#### WORK TO COMPLETE
Supply the number of lines in the data below that hold "parent", and let that number be the whole answer.

#### SOURCE MATERIAL
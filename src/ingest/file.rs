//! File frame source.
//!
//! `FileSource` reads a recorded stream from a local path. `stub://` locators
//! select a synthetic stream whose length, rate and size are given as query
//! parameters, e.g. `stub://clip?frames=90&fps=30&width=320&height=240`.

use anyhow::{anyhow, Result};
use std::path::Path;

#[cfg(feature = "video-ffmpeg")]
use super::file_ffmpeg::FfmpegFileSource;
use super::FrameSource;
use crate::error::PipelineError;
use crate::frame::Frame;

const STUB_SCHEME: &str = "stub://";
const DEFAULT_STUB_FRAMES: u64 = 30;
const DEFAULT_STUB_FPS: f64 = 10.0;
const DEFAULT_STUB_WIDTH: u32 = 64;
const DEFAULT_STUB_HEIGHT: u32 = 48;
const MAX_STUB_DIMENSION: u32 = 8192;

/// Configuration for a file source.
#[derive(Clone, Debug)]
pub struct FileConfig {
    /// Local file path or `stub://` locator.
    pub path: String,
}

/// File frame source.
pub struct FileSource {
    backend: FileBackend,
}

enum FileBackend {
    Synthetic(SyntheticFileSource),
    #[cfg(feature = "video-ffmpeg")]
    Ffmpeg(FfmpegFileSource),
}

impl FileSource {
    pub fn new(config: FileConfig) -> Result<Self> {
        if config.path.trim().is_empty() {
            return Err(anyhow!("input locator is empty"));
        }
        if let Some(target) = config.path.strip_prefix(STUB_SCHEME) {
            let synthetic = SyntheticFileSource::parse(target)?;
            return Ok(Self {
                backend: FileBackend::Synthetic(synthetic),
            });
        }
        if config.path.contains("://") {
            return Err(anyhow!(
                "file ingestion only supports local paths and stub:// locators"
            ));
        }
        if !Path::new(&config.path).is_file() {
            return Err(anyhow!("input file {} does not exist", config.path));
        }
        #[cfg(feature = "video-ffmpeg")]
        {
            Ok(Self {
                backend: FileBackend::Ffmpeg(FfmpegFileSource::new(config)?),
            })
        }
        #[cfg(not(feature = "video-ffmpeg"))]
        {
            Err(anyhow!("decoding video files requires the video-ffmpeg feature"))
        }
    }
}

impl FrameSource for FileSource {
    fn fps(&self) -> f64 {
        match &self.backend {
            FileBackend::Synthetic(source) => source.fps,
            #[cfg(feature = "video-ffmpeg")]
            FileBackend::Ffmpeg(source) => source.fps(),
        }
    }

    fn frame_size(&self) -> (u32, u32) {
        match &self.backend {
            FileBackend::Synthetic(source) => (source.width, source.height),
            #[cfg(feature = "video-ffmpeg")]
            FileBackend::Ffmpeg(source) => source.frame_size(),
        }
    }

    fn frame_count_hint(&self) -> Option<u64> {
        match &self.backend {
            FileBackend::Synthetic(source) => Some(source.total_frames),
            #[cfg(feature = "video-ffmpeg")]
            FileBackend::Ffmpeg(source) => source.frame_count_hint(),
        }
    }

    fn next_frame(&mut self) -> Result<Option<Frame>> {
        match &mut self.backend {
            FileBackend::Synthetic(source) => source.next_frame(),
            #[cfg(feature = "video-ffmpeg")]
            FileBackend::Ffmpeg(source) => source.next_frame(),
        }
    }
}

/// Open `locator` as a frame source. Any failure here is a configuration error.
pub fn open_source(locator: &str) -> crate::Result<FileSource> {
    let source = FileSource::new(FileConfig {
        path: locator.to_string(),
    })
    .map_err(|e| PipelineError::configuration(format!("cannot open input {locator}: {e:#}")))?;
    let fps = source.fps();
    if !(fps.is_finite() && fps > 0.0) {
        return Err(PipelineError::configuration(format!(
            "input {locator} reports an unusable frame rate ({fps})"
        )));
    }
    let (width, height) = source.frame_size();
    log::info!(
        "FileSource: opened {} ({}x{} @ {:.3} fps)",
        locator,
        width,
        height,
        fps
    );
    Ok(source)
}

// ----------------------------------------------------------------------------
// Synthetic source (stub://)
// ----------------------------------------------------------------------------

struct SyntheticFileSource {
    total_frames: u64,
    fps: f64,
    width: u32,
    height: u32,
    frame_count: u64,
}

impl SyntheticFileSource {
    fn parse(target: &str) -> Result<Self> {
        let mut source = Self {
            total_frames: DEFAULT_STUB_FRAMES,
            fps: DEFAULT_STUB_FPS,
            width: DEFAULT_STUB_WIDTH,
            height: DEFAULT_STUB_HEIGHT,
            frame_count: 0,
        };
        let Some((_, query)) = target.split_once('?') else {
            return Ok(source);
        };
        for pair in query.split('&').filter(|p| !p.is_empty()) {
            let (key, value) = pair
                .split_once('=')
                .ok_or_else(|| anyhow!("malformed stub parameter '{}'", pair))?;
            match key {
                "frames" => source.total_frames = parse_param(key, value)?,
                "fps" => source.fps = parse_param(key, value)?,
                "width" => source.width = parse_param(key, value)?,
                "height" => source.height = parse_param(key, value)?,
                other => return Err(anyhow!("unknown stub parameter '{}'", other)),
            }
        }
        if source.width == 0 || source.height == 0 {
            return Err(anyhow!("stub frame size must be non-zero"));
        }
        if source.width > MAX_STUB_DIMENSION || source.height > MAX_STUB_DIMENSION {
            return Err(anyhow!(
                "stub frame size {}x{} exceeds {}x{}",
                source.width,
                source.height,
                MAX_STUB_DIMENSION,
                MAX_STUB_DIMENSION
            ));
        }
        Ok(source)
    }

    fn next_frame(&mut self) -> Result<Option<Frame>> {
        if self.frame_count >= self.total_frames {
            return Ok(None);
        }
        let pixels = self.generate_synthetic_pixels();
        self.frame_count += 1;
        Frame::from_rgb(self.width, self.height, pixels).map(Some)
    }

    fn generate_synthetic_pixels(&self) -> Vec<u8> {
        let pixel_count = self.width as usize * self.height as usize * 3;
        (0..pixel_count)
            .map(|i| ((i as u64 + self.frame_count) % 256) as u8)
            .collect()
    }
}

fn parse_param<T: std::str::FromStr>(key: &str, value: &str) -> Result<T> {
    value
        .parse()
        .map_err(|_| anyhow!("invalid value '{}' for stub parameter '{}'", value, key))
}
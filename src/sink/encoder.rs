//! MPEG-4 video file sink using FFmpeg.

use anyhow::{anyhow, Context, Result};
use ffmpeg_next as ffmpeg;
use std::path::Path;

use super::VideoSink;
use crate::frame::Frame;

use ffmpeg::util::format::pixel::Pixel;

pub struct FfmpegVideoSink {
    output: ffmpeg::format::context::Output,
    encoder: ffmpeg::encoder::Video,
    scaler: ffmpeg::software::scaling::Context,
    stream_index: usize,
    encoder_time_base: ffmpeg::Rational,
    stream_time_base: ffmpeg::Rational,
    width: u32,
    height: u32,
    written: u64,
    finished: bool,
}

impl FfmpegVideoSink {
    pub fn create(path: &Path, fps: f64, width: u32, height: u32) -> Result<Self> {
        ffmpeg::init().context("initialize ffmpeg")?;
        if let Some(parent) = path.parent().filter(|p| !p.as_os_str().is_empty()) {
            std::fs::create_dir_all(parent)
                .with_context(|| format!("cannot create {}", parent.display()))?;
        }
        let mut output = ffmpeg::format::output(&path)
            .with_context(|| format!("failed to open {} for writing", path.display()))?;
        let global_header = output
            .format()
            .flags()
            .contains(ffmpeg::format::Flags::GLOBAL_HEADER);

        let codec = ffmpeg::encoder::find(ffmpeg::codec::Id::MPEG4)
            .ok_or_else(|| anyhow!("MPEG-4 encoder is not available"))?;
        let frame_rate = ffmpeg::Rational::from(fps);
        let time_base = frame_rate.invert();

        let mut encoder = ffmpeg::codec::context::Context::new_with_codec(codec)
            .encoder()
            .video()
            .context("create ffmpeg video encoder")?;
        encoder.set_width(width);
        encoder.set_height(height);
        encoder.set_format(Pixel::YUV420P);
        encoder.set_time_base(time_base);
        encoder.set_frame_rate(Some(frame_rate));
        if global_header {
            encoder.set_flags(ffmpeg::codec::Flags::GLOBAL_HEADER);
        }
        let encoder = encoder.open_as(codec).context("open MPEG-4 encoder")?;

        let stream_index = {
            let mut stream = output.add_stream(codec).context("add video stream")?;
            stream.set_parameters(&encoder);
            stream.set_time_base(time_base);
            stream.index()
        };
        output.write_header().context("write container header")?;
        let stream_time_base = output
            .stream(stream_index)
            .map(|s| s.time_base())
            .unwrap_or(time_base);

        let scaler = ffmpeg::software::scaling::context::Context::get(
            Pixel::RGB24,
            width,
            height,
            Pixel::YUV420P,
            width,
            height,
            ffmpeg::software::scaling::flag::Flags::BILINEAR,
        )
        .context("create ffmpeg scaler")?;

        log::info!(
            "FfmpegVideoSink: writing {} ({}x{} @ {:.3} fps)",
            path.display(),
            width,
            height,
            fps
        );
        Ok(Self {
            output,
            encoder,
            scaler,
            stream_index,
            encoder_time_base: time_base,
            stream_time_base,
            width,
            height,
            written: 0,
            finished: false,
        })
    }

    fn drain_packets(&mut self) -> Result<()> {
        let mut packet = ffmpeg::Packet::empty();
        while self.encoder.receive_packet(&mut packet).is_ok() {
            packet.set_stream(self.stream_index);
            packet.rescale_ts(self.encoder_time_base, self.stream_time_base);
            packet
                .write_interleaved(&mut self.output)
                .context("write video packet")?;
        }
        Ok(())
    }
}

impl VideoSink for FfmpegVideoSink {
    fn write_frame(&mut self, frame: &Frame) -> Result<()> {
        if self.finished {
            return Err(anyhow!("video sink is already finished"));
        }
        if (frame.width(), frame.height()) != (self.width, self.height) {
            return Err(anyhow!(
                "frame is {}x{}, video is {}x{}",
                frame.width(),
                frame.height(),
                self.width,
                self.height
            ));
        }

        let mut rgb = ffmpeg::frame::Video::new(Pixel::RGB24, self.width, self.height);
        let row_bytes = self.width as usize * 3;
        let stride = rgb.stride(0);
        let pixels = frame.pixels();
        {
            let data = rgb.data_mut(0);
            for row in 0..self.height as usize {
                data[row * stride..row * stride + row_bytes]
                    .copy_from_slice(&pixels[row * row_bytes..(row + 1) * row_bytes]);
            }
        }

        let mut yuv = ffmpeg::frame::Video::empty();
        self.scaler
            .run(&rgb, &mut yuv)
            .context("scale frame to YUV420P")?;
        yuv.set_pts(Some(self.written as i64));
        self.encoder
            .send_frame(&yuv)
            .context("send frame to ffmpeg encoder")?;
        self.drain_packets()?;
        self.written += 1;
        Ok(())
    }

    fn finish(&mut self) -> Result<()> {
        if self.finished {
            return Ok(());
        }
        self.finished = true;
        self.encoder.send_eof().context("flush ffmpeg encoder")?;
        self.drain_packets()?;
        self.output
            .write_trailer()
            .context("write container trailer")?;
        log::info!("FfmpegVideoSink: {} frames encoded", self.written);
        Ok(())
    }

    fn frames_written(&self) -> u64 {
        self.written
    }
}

#### YOUR RESPONSE
3